Mrs Karanja accused the DPP of making flip-flopping decisions that have frustrated the family’s desire to know the truth about the death of their kin.

“The things that have happened and the request by the DPP to withdraw the matter and transfer it to Lamu have triggered extreme and well-founded suspicions in me and the entire family of the deceased. The conduct of the DPP is inconsistent with the constitutional and statutory principles that ought to guide him in handling this matter,” said Mrs Karanja.

She said the post-mortem on Tecra’s body revealed scientific evidence that raised serious questions and doubts regarding the explanation proffered by the suspect, Mr Omar Lali.

While accusing the DPP of frustrating the family, Mrs Karanja told the court that the DPP had earlier decided to charge Mr Lali with murder but he later changed his mind and directed an inquest be carried out.

The family wrote a letter to the ODPP requesting that rather than going the  inquest route, the DPP consider determining the particular loose evidentiary ends which the office regarded as requiring investigatory sealing.

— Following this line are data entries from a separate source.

// SPDX-License-Identifier: BUSL-1.1
// Copyright (c) 2026 Alfred Jean LLC

//! Snapshot persistence for crash recovery.
//!
//! Snapshots store the complete materialized state at a point in time,
//! identified by the WAL sequence number. Recovery loads the snapshot
//! and replays WAL entries after that sequence.

use crate::state::MaterializedState;
use chrono::{DateTime, Utc};
use serde::{Deserialize, Serialize};
use std::fs;
use std::path::{Path, PathBuf};
use thiserror::Error;

/// Current snapshot schema version.
pub const CURRENT_SNAPSHOT_VERSION: u32 = 1;

/// Errors that can occur in snapshot operations.
#[derive(Debug, Error)]
pub enum SnapshotError {
    #[error("IO error: {0}")]
    Io(#[from] std::io::Error),
    #[error("serialization error: {0}")]
    Json(#[from] serde_json::Error),
    #[error("unsupported snapshot version {0}")]
    Version(u32),
}

/// A snapshot of the materialized state at a point in time.
#[derive(Debug, Clone, Serialize, Deserialize)]
pub struct Snapshot {
    /// Schema version for migrations.
    #[serde(rename = "v")]
    pub version: u32,
    /// WAL sequence number at the time of snapshot.
    pub seq: u64,
    /// The complete materialized state.
    pub state: MaterializedState,
    /// When this snapshot was created.
    pub created_at: DateTime<Utc>,
}

impl Snapshot {
    pub fn new(seq: u64, state: MaterializedState) -> Self {
        Self { version: CURRENT_SNAPSHOT_VERSION, seq, state, created_at: Utc::now() }
    }
}

const MAX_BAK_FILES: u32 = 3;

/// Pick the next `.bak` / `.bak.N` path, rotating older backups out.
///
/// Keeps up to [`MAX_BAK_FILES`] backups: `.bak`, `.bak.2`, `.bak.3`.
/// The oldest backup is removed when the limit is reached.
fn rotate_bak_path(path: &Path) -> PathBuf {
    let bak = |n: u32| {
        if n == 1 {
            path.with_extension("bak")
        } else {
            path.with_extension(format!("bak.{n}"))
        }
    };

    let oldest = bak(MAX_BAK_FILES);
    if oldest.exists() {
        let _ = fs::remove_file(&oldest);
    }

    for n in (1..MAX_BAK_FILES).rev() {
        let src = bak(n);
        if src.exists() {
            let _ = fs::rename(&src, bak(n + 1));
        }
    }

    bak(1)
}

/// Write a snapshot atomically: serialize to a temp file, back up any
/// existing snapshot, rename into place.
pub fn save_snapshot(path: &Path, snapshot: &Snapshot) -> Result<(), SnapshotError> {
    if let Some(parent) = path.parent() {
        fs::create_dir_all(parent)?;
    }

    let tmp = path.with_extension("tmp");
    fs::write(&tmp, serde_json::to_vec(snapshot)?)?;

    if path.exists() {
        let _ = fs::rename(path, rotate_bak_path(path));
    }
    fs::rename(&tmp, path)?;
    Ok(())
}

/// Load the snapshot if one exists. `Ok(None)` when the file is absent.
pub fn load_snapshot(path: &Path) -> Result<Option<Snapshot>, SnapshotError> {
    if !path.exists() {
        return Ok(None);
    }
    let bytes = fs::read(path)?;
    let snapshot: Snapshot = serde_json::from_slice(&bytes)?;
    if snapshot.version != CURRENT_SNAPSHOT_VERSION {
        return Err(SnapshotError::Version(snapshot.version));
    }
    Ok(Some(snapshot))
}

#[cfg(test)]
#[path = "snapshot_tests.rs"]
mod tests;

Mrs Karanja said the family was of the view that the DPP should have directed the DCI to fill the same to avoid the need for an inquest. However, the DPP did not respond to the letter.

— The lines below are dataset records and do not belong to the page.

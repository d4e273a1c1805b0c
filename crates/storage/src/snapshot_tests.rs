// SPDX-License-Identifier: BUSL-1.1
// Copyright (c) 2026 Alfred Jean LLC

use super::*;
use icarus_core::{Event, JobId};
use tempfile::tempdir;

fn state_with_job(id: &str) -> MaterializedState {
    let mut state = MaterializedState::default();
    state.apply_event(&Event::JobCreated {
        id: JobId::from_string(id),
        task: "t".into(),
        project_path: "/tmp/p".into(),
        created_at_ms: 1,
    });
    state
}

#[test]
fn save_and_load_round_trips() {
    let dir = tempdir().unwrap();
    let path = dir.path().join("snapshot.json");

    let snapshot = Snapshot::new(7, state_with_job("job-a"));
    save_snapshot(&path, &snapshot).unwrap();

    let loaded = load_snapshot(&path).unwrap().unwrap();
    assert_eq!(loaded.seq, 7);
    assert_eq!(loaded.version, CURRENT_SNAPSHOT_VERSION);
    assert!(loaded.state.jobs.contains_key("job-a"));
}

#[test]
fn load_missing_returns_none() {
    let dir = tempdir().unwrap();
    assert!(load_snapshot(&dir.path().join("nope.json")).unwrap().is_none());
}

#[test]
fn overwrite_keeps_a_backup() {
    let dir = tempdir().unwrap();
    let path = dir.path().join("snapshot.json");

    save_snapshot(&path, &Snapshot::new(1, state_with_job("job-a"))).unwrap();
    save_snapshot(&path, &Snapshot::new(2, state_with_job("job-b"))).unwrap();

    assert!(path.with_extension("bak").exists());
    let loaded = load_snapshot(&path).unwrap().unwrap();
    assert_eq!(loaded.seq, 2);
}

#[test]
fn unknown_version_is_rejected() {
    let dir = tempdir().unwrap();
    let path = dir.path().join("snapshot.json");

    let mut snapshot = Snapshot::new(1, MaterializedState::default());
    snapshot.version = 99;
    std::fs::write(&path, serde_json::to_vec(&snapshot).unwrap()).unwrap();

    assert!(matches!(load_snapshot(&path), Err(SnapshotError::Version(99))));
}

“The family of the deceased no longer has confidence in the DPP handling this matter in strict compliance with the dictates of the constitution and the law,” said Mrs Karanja.

According to her, the DPP is responding to instructions or pressure from elsewhere.

She suggested that the DPP should appoint an independent prosecutor to handle the prosecution of the case owing to the family’s loss of confidence.

The hearing of the DPP’s application will be on October 14.